According to some psychologists, a healthy sense of self-worth is developed during a person's infancy and very young childhood. Young children whose needs are attended to promptly develop the emotional attitude that they are deserving of safety, security, and the fulfillment of their wants, whereas children whose needs are not met question whether they deserve to have those needs met at all. While this theory does not explain all instances of emotional insecurity, many people's insecurities seem to stem from events of early childhood. Once this pattern of thinking has been started, reinforcement for the belief is sought, resulting in the accumulation of more evidence of unworthiness to have needs met, ignoring evidence to the contrary.
Some emotional insecurity is considered normal, as nobody grows up getting all his needs met as soon as they arise. These insecurities can lead to doubts about a person's abilities or anxiety about interpersonal relationships. For the most part, people are able to overcome their insecurities and live relatively normal lives, especially when they are able to understand and accommodate the insecurities of others in their lives.

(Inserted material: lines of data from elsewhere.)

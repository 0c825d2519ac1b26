//! Hash functions shared by key derivation, tokens and transactions.
use sha2::{Digest, Sha256};
use sha3::Keccak256;

/// SHA-256 of `data`.
pub fn sha256(data: impl AsRef<[u8]>) -> [u8; 32] {
    Sha256::digest(data.as_ref()).into()
}

/// SHA-256 of the concatenation of two hashes.
pub fn sha256_pair(left: &[u8; 32], right: &[u8; 32]) -> [u8; 32] {
    let mut h = Sha256::new();
    h.update(left);
    h.update(right);
    h.finalize().into()
}

/// Keccak-256 as used by Ethereum.
pub fn keccak256(data: impl AsRef<[u8]>) -> [u8; 32] {
    Keccak256::digest(data.as_ref()).into()
}
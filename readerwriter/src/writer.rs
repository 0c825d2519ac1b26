use core::mem;
use thiserror::Error;

/// Errors raised while encoding.
#[derive(Debug, Clone, PartialEq, Eq, Error)]
pub enum WriteError {
    /// The destination buffer has no room for the value.
    #[error("insufficient capacity")]
    InsufficientCapacity,

    /// Field numbers must be within `1..=32`.
    #[error("field number {0} is out of range")]
    FieldOutOfRange(u32),
}

/// Interface for writing binary data.
pub trait Writer {
    /// Writes bytes with the given label. If there is no sufficient capacity,
    /// performs no modifications and returns WriteError::InsufficientCapacity.
    fn write(&mut self, label: &'static [u8], src: &[u8]) -> Result<(), WriteError>;

    /// Remaining number of bytes that can be written.
    fn remaining_capacity(&self) -> usize;

    /// Writes a single byte.
    #[inline]
    fn write_u8(&mut self, label: &'static [u8], x: u8) -> Result<(), WriteError> {
        self.write(label, &[x])
    }

    /// Writes an unsigned LEB128 integer.
    fn write_uvarint(&mut self, label: &'static [u8], mut x: u64) -> Result<(), WriteError> {
        let mut buf = [0u8; 10];
        let mut n = 0;
        while x >= 0x80 {
            buf[n] = (x as u8) | 0x80;
            x >>= 7;
            n += 1;
        }
        buf[n] = x as u8;
        self.write(label, &buf[..=n])
    }

    /// Writes a signed integer with zig-zag encoding.
    #[inline]
    fn write_varint(&mut self, label: &'static [u8], x: i64) -> Result<(), WriteError> {
        self.write_uvarint(label, ((x << 1) ^ (x >> 63)) as u64)
    }

    /// Writes a uvarint length followed by the bytes.
    fn write_length_prefixed(&mut self, label: &'static [u8], src: &[u8]) -> Result<(), WriteError> {
        self.write_uvarint(label, src.len() as u64)?;
        self.write(label, src)
    }
}

impl Writer for Vec<u8> {
    #[inline]
    fn write(&mut self, _label: &'static [u8], src: &[u8]) -> Result<(), WriteError> {
        self.extend_from_slice(src);
        Ok(())
    }

    #[inline]
    fn write_u8(&mut self, _label: &'static [u8], x: u8) -> Result<(), WriteError> {
        self.push(x);
        Ok(())
    }

    #[inline]
    fn remaining_capacity(&self) -> usize {
        usize::max_value()
    }
}

impl Writer for &mut [u8] {
    #[inline]
    fn write(&mut self, _label: &'static [u8], src: &[u8]) -> Result<(), WriteError> {
        let n = src.len();
        if n <= self.remaining_capacity() {
            let (a, b) = mem::take(self).split_at_mut(n);
            a.copy_from_slice(&src[..n]);
            *self = b;
            Ok(())
        } else {
            Err(WriteError::InsufficientCapacity)
        }
    }

    #[inline]
    fn remaining_capacity(&self) -> usize {
        self.len()
    }
}
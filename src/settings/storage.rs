use crate::Error;
use parking_lot::{Mutex, RwLock};
use std::collections::{BTreeMap, HashMap};
use std::fs::{self, File};
use std::io::{self, Write};
use std::path::{Path, PathBuf};
use tracing::warn;

/// Persistent string key-value storage.
pub trait Storage: Send + Sync {
    /// Value of `key`.
    fn get_item(&self, key: &str) -> Option<String>;

    /// Sets `key`, persisting before returning.
    fn set_item(&self, key: &str, value: &str) -> Result<(), Error>;

    /// Removes `key`.
    fn remove_item(&self, key: &str) -> Result<(), Error>;

    /// All keys.
    fn keys(&self) -> Vec<String>;
}

/// Storage that lives as long as the process.
#[derive(Debug, Default)]
pub struct MemoryStorage {
    items: RwLock<HashMap<String, String>>,
}

impl MemoryStorage {
    /// Empty storage.
    pub fn new() -> Self {
        Self::default()
    }
}

impl Storage for MemoryStorage {
    fn get_item(&self, key: &str) -> Option<String> {
        self.items.read().get(key).cloned()
    }

    fn set_item(&self, key: &str, value: &str) -> Result<(), Error> {
        self.items.write().insert(key.to_string(), value.to_string());
        Ok(())
    }

    fn remove_item(&self, key: &str) -> Result<(), Error> {
        self.items.write().remove(key);
        Ok(())
    }

    fn keys(&self) -> Vec<String> {
        self.items.read().keys().cloned().collect()
    }
}

/// Serialises read-modify-write cycles of every [`FileStorage`] in the process.
static FILE_LOCK: Mutex<()> = parking_lot::const_mutex(());

/// Storage kept in a single JSON file. Every read goes to disk and every
/// change rewrites the file, so handles on the same path see each other's
/// writes and the last write of each key wins.
#[derive(Debug)]
pub struct FileStorage {
    path: PathBuf,
}

impl FileStorage {
    /// Opens the storage file. A missing or unreadable file reads as empty.
    pub fn open(path: impl AsRef<Path>) -> Result<Self, Error> {
        let storage = FileStorage {
            path: path.as_ref().to_path_buf(),
        };
        if let Some(dir) = storage.path.parent() {
            fs::create_dir_all(dir)?;
        }
        Ok(storage)
    }

    /// Location of the file.
    pub fn path(&self) -> &Path {
        &self.path
    }

    fn read(&self) -> BTreeMap<String, String> {
        let file = match File::open(&self.path) {
            Ok(file) => file,
            Err(e) if e.kind() == io::ErrorKind::NotFound => return BTreeMap::new(),
            Err(e) => {
                warn!(path = %self.path.display(), error = %e, "cannot read storage file");
                return BTreeMap::new();
            }
        };
        serde_json::from_reader(io::BufReader::new(file)).unwrap_or_else(|e| {
            warn!(path = %self.path.display(), error = %e, "storage file is corrupt, reading as empty");
            BTreeMap::new()
        })
    }

    /// Applies `f` to the current contents and writes the result back
    /// through a temporary file, unless `f` reports no change.
    fn modify(&self, f: impl FnOnce(&mut BTreeMap<String, String>) -> bool) -> Result<(), Error> {
        let _guard = FILE_LOCK.lock();
        let mut items = self.read();
        if !f(&mut items) {
            return Ok(());
        }
        let tmp = self.path.with_extension("tmp");
        {
            let mut file = io::BufWriter::new(File::create(&tmp)?);
            serde_json::to_writer_pretty(&mut file, &items)?;
            file.flush()?;
        }
        fs::rename(&tmp, &self.path)?;
        Ok(())
    }
}

impl Storage for FileStorage {
    fn get_item(&self, key: &str) -> Option<String> {
        self.read().remove(key)
    }

    fn set_item(&self, key: &str, value: &str) -> Result<(), Error> {
        self.modify(|items| items.insert(key.to_string(), value.to_string()).as_deref() != Some(value))
    }

    fn remove_item(&self, key: &str) -> Result<(), Error> {
        self.modify(|items| items.remove(key).is_some())
    }

    fn keys(&self) -> Vec<String> {
        self.read().into_keys().collect()
    }
}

Though everyone has some emotional insecurity, some people are so insecure that it interferes with their ability to engage with others in a healthy manner. Insecurity can lead to shyness and the desire to withdraw from society. It can also manifest as behaviors that compensate for and mask feelings of low self-worth, such as aggression, arrogance, and the need to dominate others. A person may manifest any or all of these behaviors to varying degrees, depending on the level of insecurity.
Emotional insecurity is normal, but in many cases, it is undesirable. People who wish to overcome their insecurities often work with a therapist to pinpoint their reasons for feeling like they do not deserve to have their needs fulfilled. By working on these issues, people can lessen their feelings of insecurity and begin to form more healthy relationships.